Tomato-Peach Salad with Tofu Cream

Ingredients

  • 8 ounces silken tofu
  • 4 T sherry vinegar, divided
  • 4 T olive oil, divided
  • 2 T shoyu, divided
  • kosher salt and freshly ground black pepper
  • 3 medium heirloom tomatoes, cut into 1" wedges
  • 1 pint cherry tomatoes, halved
  • 2 medium peaches, cut into 1/2" wedges
  • 1/2 small red onion, thinly sliced
  • 1/2 C fresh corn kernels (from 1 medium ear)
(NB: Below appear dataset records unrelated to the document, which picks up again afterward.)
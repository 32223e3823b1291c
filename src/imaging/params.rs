//! Parameter types for image operations.
//!
//! - [`Brightness`]: Backside brightness adjustment in percent (−100..=100,
//!   default −30). Clamped on construction.
//! - [`Dimensions`]: Width × height of a decoded image or a card cell.

use std::fmt;

/// Brightness adjustment in percent, applied to the backside tile.
///
/// `-100` is black, `0` is unchanged, `100` is white. The shift is applied
/// to each color channel; alpha is left alone.
#[derive(Debug, Clone, Copy, PartialEq, Eq)]
pub struct Brightness(i32);

impl Brightness {
    pub fn new(percent: i32) -> Self {
        Self(percent.clamp(-100, 100))
    }

    pub fn percent(self) -> i32 {
        self.0
    }

    /// Per-channel shift on the 0–255 scale, rounded half up.
    ///
    /// ```
    /// # use deck_sheets::imaging::Brightness;
    /// assert_eq!(Brightness::new(-30).channel_shift(), -76);
    /// assert_eq!(Brightness::new(30).channel_shift(), 77);
    /// ```
    pub fn channel_shift(self) -> i32 {
        (255.0 * self.0 as f64 / 100.0 + 0.5).floor() as i32
    }
}

impl Default for Brightness {
    fn default() -> Self {
        Self(-30)
    }
}

/// Pixel dimensions.
#[derive(Debug, Clone, Copy, PartialEq, Eq)]
pub struct Dimensions {
    pub width: u32,
    pub height: u32,
}

impl Dimensions {
    pub fn new(width: u32, height: u32) -> Self {
        Self { width, height }
    }
}

impl fmt::Display for Dimensions {
    fn fmt(&self, f: &mut fmt::Formatter<'_>) -> fmt::Result {
        write!(f, "{}x{}", self.width, self.height)
    }
}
  • 2 T chopped fresh tarragon
  • 2 T chopped fresh cervil, plus sprigs for serving
  • 3 slices thick grilled or toasted country-style bread, cut lengthwise into wide strips
Preparation
  1. Blend tofu, 2 T vinegar, 1 T oil, and 1 T shoyu in a blender until light and smooth; season tofu cream with salt.
  2. Whisk remaining 3 T oil, 2 T vinegar, and 1 T shoyu in a large bowl; season with salt and pepper.  Add tomatoes, peaches, onion, corn, tarragon, and chopped cervil and toss to combine.  Adjust seasoning if needed.
  3. Swipe tofu cream on a platter and arrange tomato salad over; top with chervil sprigs.  Serve with bread
Note: tofu cream can be made 1 day ahead.  Cover and chill.